Non-Profit Feasibility Studies: Must Have or Scam?

With over 25 years of service to nonprofits nationally, Company and Carlton knows all the contending theories regarding fundraising feasibility studies. The best advice: some nonprofits gain greatly from a well-designed study, especially when first demands appear vague or staff and Board need more concrete data to move forward with confidence. However a wise measure is never represented by a poorly designed study. (If, actually, your leaders has “set the table” with sound preparatory work, you may be able to transition directly into a leading solicitation with no Study– but be careful not to overestimate improvement to date!)
Whatever your situation, the main goal always should contain getting the homework right for ultimate success. A in-depth feasibility study may be your greatest measure (contrary to gimmicks that claim to shortcut studies with clever messaging and staff training alone). Done properly, capital campaign feasibility studies bring trust and increased clarity and engagement – all worth the early investment. Thus, a successful study should be considered as a primary tool in any campaign that was major that was successful.

Capital campaign feasibility studies represent months of work and preparatory research. Request a recent sample copy, when appraising prospective businesses that run fundraising feasibility studies. As with any procedure predicated on data, look past colors as well as formatting. Look attentively at what forms the basis for recommendations.

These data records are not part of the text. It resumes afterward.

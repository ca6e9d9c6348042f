//! Plugin configuration
//!
//! Parsed from the protoc parameter string, e.g.
//! `protoc --plain_out=plain_suffix=Flat,enable_crf=true,json_jx=true:./gen`.

use std::str::FromStr;

use plain_runtime::JsonStyle;

use crate::GeneratorError;

/// Suffix appended to every generated message name unless overridden
pub const DEFAULT_SUFFIX: &str = "Plain";

/// Settings threaded through IR construction and emission
#[derive(Debug, Clone, PartialEq, Eq)]
pub struct PluginConfig {
    /// Suffix for Plain message names
    pub plain_suffix: String,
    /// Merge colliding flattened fields through a CRF instead of failing
    pub enable_crf: bool,
    /// JSON layout for Plain messages
    pub json_style: JsonStyle,
}

impl Default for PluginConfig {
    fn default() -> Self {
        Self {
            plain_suffix: DEFAULT_SUFFIX.to_string(),
            enable_crf: false,
            json_style: JsonStyle::Protojson,
        }
    }
}

impl PluginConfig {
    /// Enable or disable collision resolution fields
    pub fn with_crf(mut self, enable: bool) -> Self {
        self.enable_crf = enable;
        self
    }

    /// Override the Plain suffix
    pub fn with_suffix(mut self, suffix: impl Into<String>) -> Self {
        self.plain_suffix = suffix.into();
        self
    }
}

fn parse_bool(key: &str, value: Option<&str>) -> Result<bool, GeneratorError> {
    match value.map(str::trim) {
        None | Some("true") | Some("1") => Ok(true),
        Some("false") | Some("0") => Ok(false),
        Some(other) => Err(GeneratorError::Config(format!(
            "{} expects a boolean, got {:?}",
            key, other
        ))),
    }
}

impl FromStr for PluginConfig {
    type Err = GeneratorError;

    fn from_str(param: &str) -> Result<Self, Self::Err> {
        let mut config = PluginConfig::default();

        for part in param.split(',').map(str::trim).filter(|p| !p.is_empty()) {
            let (key, value) = match part.split_once('=') {
                Some((key, value)) => (key.trim(), Some(value)),
                None => (part, None),
            };

            match key {
                "plain_suffix" => {
                    let suffix = value.map(str::trim).unwrap_or_default();
                    if suffix.is_empty() {
                        return Err(GeneratorError::Config(
                            "plain_suffix must not be empty".to_string(),
                        ));
                    }
                    config.plain_suffix = suffix.to_string();
                }
                "enable_crf" => config.enable_crf = parse_bool(key, value)?,
                "json_jx" => {
                    config.json_style = if parse_bool(key, value)? {
                        JsonStyle::Jx
                    } else {
                        JsonStyle::Protojson
                    };
                }
                _ => {
                    return Err(GeneratorError::Config(format!("unknown key {:?}", key)));
                }
            }
        }

        Ok(config)
    }
}

#[cfg(test)]
mod tests {
    use super::*;

    #[test]
    fn test_defaults() {
        let config: PluginConfig = "".parse().unwrap();
        assert_eq!(config, PluginConfig::default());
        assert_eq!(config.plain_suffix, "Plain");
        assert!(!config.enable_crf);
        assert_eq!(config.json_style, JsonStyle::Protojson);
    }

    #[test]
    fn test_all_keys() {
        let config: PluginConfig = "plain_suffix=Flat, enable_crf=true,json_jx".parse().unwrap();
        assert_eq!(config.plain_suffix, "Flat");
        assert!(config.enable_crf);
        assert_eq!(config.json_style, JsonStyle::Jx);
    }

    #[test]
    fn test_rejects_unknown_key() {
        assert!(matches!(
            "mode=strict".parse::<PluginConfig>(),
            Err(GeneratorError::Config(_))
        ));
    }

    #[test]
    fn test_rejects_bad_bool_and_empty_suffix() {
        assert!("enable_crf=yes".parse::<PluginConfig>().is_err());
        assert!("plain_suffix=".parse::<PluginConfig>().is_err());
    }
}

How many supporters or leaders had input signal? How were they contacted or asked? Were married pairs counted as one or two separate interviews if interviewed as a couple? (Carlton and Company does not condone “double counting” to inflate numbers.) Were interviews hurried in brief sessions that operate only as guided “fill out a form” assemblies?
The Carlton fundraising feasibility procedure comprises the broadest possible input from stakeholders, based on respectful, personal face-to-face interviews (not mass emails or fill in bubble surveys). This approach invests significant time to learn about a nonprofit organization’s unique history and donors, including subtle but essential details easily overlooked or discounted.

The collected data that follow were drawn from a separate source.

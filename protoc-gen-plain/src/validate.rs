//! Options validation
//!
//! Runs before any field plan is built. Every structural problem is reported
//! as a [`Diagnostic`]; the builder refuses to continue when any of them is
//! an error.

use std::collections::{BTreeSet, HashSet};

use crate::alias;
use crate::descriptor::{Cardinality, FieldKind, MessageDescriptor, Schema};
use crate::ir::Diagnostic;
use crate::options::VirtualField;

/// Validate every option in the schema. The result is sorted by level, then
/// subject.
pub fn validate(schema: &Schema) -> Vec<Diagnostic> {
    let mut diags = Vec::new();

    for file in schema.files() {
        validate_type_overrides(&file.name, &file.options.go_types_overrides, &mut diags);
    }

    for message in schema.messages() {
        validate_message(schema, message, &mut diags);
    }

    validate_embed_cycles(schema, &mut diags);

    diags.sort();
    diags.dedup();
    diags
}

fn validate_type_overrides(
    file: &str,
    overrides: &[crate::options::TypeOverride],
    diags: &mut Vec<Diagnostic>,
) {
    for (i, rule) in overrides.iter().enumerate() {
        let subject = format!("{}:go_types_overrides[{}]", file, i);

        match &rule.selector {
            None => diags.push(Diagnostic::error(&subject, "selector is required")),
            Some(selector) => {
                if selector.target_full_path.is_empty()
                    && selector.field_kind.is_empty()
                    && selector.field_cardinality.is_empty()
                    && selector.field_type_url.is_empty()
                {
                    diags.push(Diagnostic::error(
                        &subject,
                        "selector must set at least one filter",
                    ));
                }
                if !selector.field_kind.is_empty()
                    && FieldKind::from_name(&selector.field_kind).is_none()
                {
                    diags.push(Diagnostic::error(
                        &subject,
                        format!("unknown field kind {:?}", selector.field_kind),
                    ));
                }
                if !selector.field_cardinality.is_empty()
                    && !matches!(
                        selector.field_cardinality.as_str(),
                        "optional" | "required" | "repeated"
                    )
                {
                    diags.push(Diagnostic::error(
                        &subject,
                        format!("unknown cardinality {:?}", selector.field_cardinality),
                    ));
                }
            }
        }

        if rule.target.as_ref().is_none_or(|t| t.name.is_empty()) {
            diags.push(Diagnostic::error(&subject, "target name is required"));
        }
    }
}

fn validate_message(schema: &Schema, message: &MessageDescriptor, diags: &mut Vec<Diagnostic>) {
    let full = &message.full_name;
    let opts = &message.options;

    if opts.type_alias {
        if let Err(reason) = alias::check_shape(message) {
            diags.push(Diagnostic::error(full, reason));
        }
    }

    if !opts.generate && (!opts.virtual_fields.is_empty() || !opts.virtual_types.is_empty()) {
        diags.push(Diagnostic::info(
            full,
            "virtual fields and types are ignored on messages that are not generated",
        ));
    }

    if opts.generate {
        validate_virtual_types(schema, message, diags);
        let existing: Vec<i32> = message.fields.iter().map(|f| f.number).collect();
        let mut explicit = HashSet::new();
        let mut names = HashSet::new();
        for (i, vf) in opts.virtual_fields.iter().enumerate() {
            let subject = format!("{}:virtual_fields[{}]", full, i);
            validate_virtual_field(schema, message, vf, &subject, diags);
            if vf.number > 0 {
                if existing.contains(&vf.number) {
                    diags.push(Diagnostic::error(
                        &subject,
                        format!("number {} is already used by a field", vf.number),
                    ));
                } else if !explicit.insert(vf.number) {
                    diags.push(Diagnostic::error(
                        &subject,
                        format!("number {} is used by another virtual field", vf.number),
                    ));
                }
            }
            if !vf.name.is_empty() && !names.insert(vf.name.as_str()) {
                diags.push(Diagnostic::error(
                    &subject,
                    format!("duplicate virtual field {:?}", vf.name),
                ));
            }
        }
    }

    for field in &message.fields {
        let subject = format!("{}.{}", full, field.name);
        let fo = &field.options;

        if fo.serialize && fo.embeds() {
            diags.push(Diagnostic::error(
                &subject,
                "serialize and embed are mutually exclusive",
            ));
        }
        if fo.embeds() {
            if field.kind != FieldKind::Message {
                diags.push(Diagnostic::error(&subject, "embed requires a message field"));
            } else if field.cardinality == Cardinality::Repeated {
                diags.push(Diagnostic::error(&subject, "embed requires a singular field"));
            } else if field
                .type_ref
                .as_deref()
                .is_none_or(|t| schema.message(t).is_none())
            {
                diags.push(Diagnostic::error(&subject, "embedded message not found"));
            }
            let in_kept_oneof = field.oneof_index.is_some_and(|i| {
                let oneof = &message.oneofs[i];
                !oneof.synthetic && !oneof_flattens(message, i)
            });
            if opts.generate && in_kept_oneof {
                diags.push(Diagnostic::error(
                    &subject,
                    "embed is not allowed on members of a oneof that is not flattened",
                ));
            }
        }
        if fo.serialize && field.kind != FieldKind::Message {
            diags.push(Diagnostic::error(&subject, "serialize requires a message field"));
        }
        if fo.enum_as_string && fo.enum_as_int {
            diags.push(Diagnostic::error(
                &subject,
                "enum_as_string and enum_as_int are mutually exclusive",
            ));
        }
        if (fo.enum_as_string || fo.enum_as_int) && field.kind != FieldKind::Enum {
            diags.push(Diagnostic::error(
                &subject,
                "enum_as_string and enum_as_int require an enum field",
            ));
        }
        if fo.override_type.as_ref().is_some_and(|o| o.name.is_empty()) {
            diags.push(Diagnostic::error(&subject, "override_type.name is required"));
        }
        if !fo.with_enums.is_empty() && field.oneof_index.is_none() {
            diags.push(Diagnostic::warn(
                &subject,
                "with_enums is ignored outside a oneof",
            ));
        }
        for value in &fo.with_enums {
            if !schema.has_enum_value(value) {
                diags.push(Diagnostic::warn(
                    &subject,
                    format!("with_enums value {:?} does not name a known enum value", value),
                ));
            }
        }
    }

    for (index, oneof) in message.oneofs.iter().enumerate() {
        let subject = format!("{}.oneof:{}", full, oneof.name);
        let oo = &oneof.options;

        if oneof.synthetic {
            if oo.embeds() || oo.dispatches() {
                diags.push(Diagnostic::warn(&subject, "options on a synthetic oneof are ignored"));
            }
            continue;
        }

        let members: Vec<_> = message.oneof_fields(index).collect();
        let tagged = members.iter().filter(|f| !f.options.with_enums.is_empty()).count();
        let discriminated = tagged > 0 && !oo.embeds() && !oo.dispatches();

        if discriminated && tagged != members.len() {
            let missing: Vec<_> = members
                .iter()
                .filter(|f| f.options.with_enums.is_empty())
                .map(|f| f.name.as_str())
                .collect();
            diags.push(Diagnostic::error(
                &subject,
                format!(
                    "every member of a discriminated oneof must declare with_enums; missing on {}",
                    missing.join(", ")
                ),
            ));
        }

        if discriminated {
            let mut seen = HashSet::new();
            for value in members.iter().flat_map(|f| &f.options.with_enums) {
                if !seen.insert(value.trim_start_matches('.')) {
                    diags.push(Diagnostic::error(
                        &subject,
                        format!("with_enums value {:?} selects more than one member", value),
                    ));
                }
            }
        }
    }
}

/// Whether the oneof at `index` is flattened by any strategy
pub(crate) fn oneof_flattens(message: &MessageDescriptor, index: usize) -> bool {
    let oneof = &message.oneofs[index];
    if oneof.synthetic {
        return false;
    }
    oneof.options.embeds()
        || oneof.options.dispatches()
        || message
            .oneof_fields(index)
            .any(|f| !f.options.with_enums.is_empty())
}

fn validate_virtual_field(
    schema: &Schema,
    message: &MessageDescriptor,
    vf: &VirtualField,
    subject: &str,
    diags: &mut Vec<Diagnostic>,
) {
    if vf.name.is_empty() {
        diags.push(Diagnostic::error(subject, "name is required"));
    }
    if vf.number < 0 {
        diags.push(Diagnostic::error(subject, "number must not be negative"));
    }
    if vf.kind.is_empty() {
        diags.push(Diagnostic::error(subject, "kind is required"));
        return;
    }
    let Some(kind) = FieldKind::from_name(&vf.kind) else {
        diags.push(Diagnostic::error(subject, format!("unknown kind {:?}", vf.kind)));
        return;
    };

    match kind {
        FieldKind::Message | FieldKind::Enum if vf.type_ref.is_empty() => {
            diags.push(Diagnostic::error(
                subject,
                format!("{} kind requires type_ref", kind.name()),
            ));
        }
        FieldKind::Message => {
            let is_virtual_type = message
                .options
                .virtual_types
                .iter()
                .any(|vt| vt.name == vf.type_ref);
            if !is_virtual_type && schema.message(&vf.type_ref).is_none() {
                diags.push(Diagnostic::error(
                    subject,
                    format!("type_ref {:?} does not resolve", vf.type_ref),
                ));
            }
        }
        FieldKind::Enum => {
            if schema.enum_type(&vf.type_ref).is_none() {
                diags.push(Diagnostic::error(
                    subject,
                    format!("type_ref {:?} does not resolve", vf.type_ref),
                ));
            }
        }
        FieldKind::Group => {
            diags.push(Diagnostic::error(subject, "group kind is not supported"));
        }
        _ => {}
    }
}

fn validate_virtual_types(schema: &Schema, message: &MessageDescriptor, diags: &mut Vec<Diagnostic>) {
    let mut names = HashSet::new();
    for (i, vt) in message.options.virtual_types.iter().enumerate() {
        let subject = format!("{}:virtual_types[{}]", message.full_name, i);
        if vt.name.is_empty() {
            diags.push(Diagnostic::error(&subject, "name is required"));
        } else if !names.insert(vt.name.as_str()) {
            diags.push(Diagnostic::error(&subject, format!("duplicate virtual type {:?}", vt.name)));
        }

        let mut numbers = HashSet::new();
        for (j, vf) in vt.fields.iter().enumerate() {
            let field_subject = format!("{}.fields[{}]", subject, j);
            validate_virtual_field(schema, message, vf, &field_subject, diags);
            if vf.number > 0 && !numbers.insert(vf.number) {
                diags.push(Diagnostic::error(
                    &field_subject,
                    format!("number {} is used by another field", vf.number),
                ));
            }
        }
    }
}

/// Embed targets of a message. Oneof members count only for the message
/// being generated, since oneofs of embedded messages are not flattened.
fn embed_edges<'a>(message: &'a MessageDescriptor, root: bool) -> Vec<(&'a str, &'a str)> {
    message
        .fields
        .iter()
        .filter(|f| f.kind == FieldKind::Message)
        .filter(|f| {
            f.options.embeds() || (root && f.oneof_index.is_some_and(|i| oneof_flattens_embedding(message, i)))
        })
        .filter_map(|f| f.type_ref.as_deref().map(|t| (f.name.as_str(), t)))
        .collect()
}

fn oneof_flattens_embedding(message: &MessageDescriptor, index: usize) -> bool {
    let oneof = &message.oneofs[index];
    !oneof.synthetic && (oneof.options.embeds() || oneof.options.dispatches())
}

fn validate_embed_cycles(schema: &Schema, diags: &mut Vec<Diagnostic>) {
    let mut reported = BTreeSet::new();
    for message in schema.messages().iter().filter(|m| m.options.generate) {
        let mut stack = vec![message.full_name.clone()];
        walk_embeds(schema, message, true, &mut stack, &mut reported, diags);
    }
}

fn walk_embeds(
    schema: &Schema,
    message: &MessageDescriptor,
    root: bool,
    stack: &mut Vec<String>,
    reported: &mut BTreeSet<String>,
    diags: &mut Vec<Diagnostic>,
) {
    for (field, target) in embed_edges(message, root) {
        if let Some(start) = stack.iter().position(|m| m == target) {
            let subject = format!("{}.{}", message.full_name, field);
            if reported.insert(subject.clone()) {
                let mut cycle = stack[start..].to_vec();
                cycle.push(target.to_string());
                diags.push(Diagnostic::error(
                    subject,
                    format!("embed cycle: {}", cycle.join(" -> ")),
                ));
            }
            continue;
        }
        let Some(next) = schema.message(target) else {
            continue;
        };
        stack.push(next.full_name.clone());
        walk_embeds(schema, next, false, stack, reported, diags);
        stack.pop();
    }
}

Capital campaign feasibility studies should not be considered mandatory in every capital campaign, nor should they be considered high-priced scams. They’re well worth the investment when they create clear recommendations needed, supported by a trusted procedure and hard data.
Remember that, above all, Company campaign feasibility study and a Carlton produces what your decision makers have to move forward and meet with your aim with total confidence.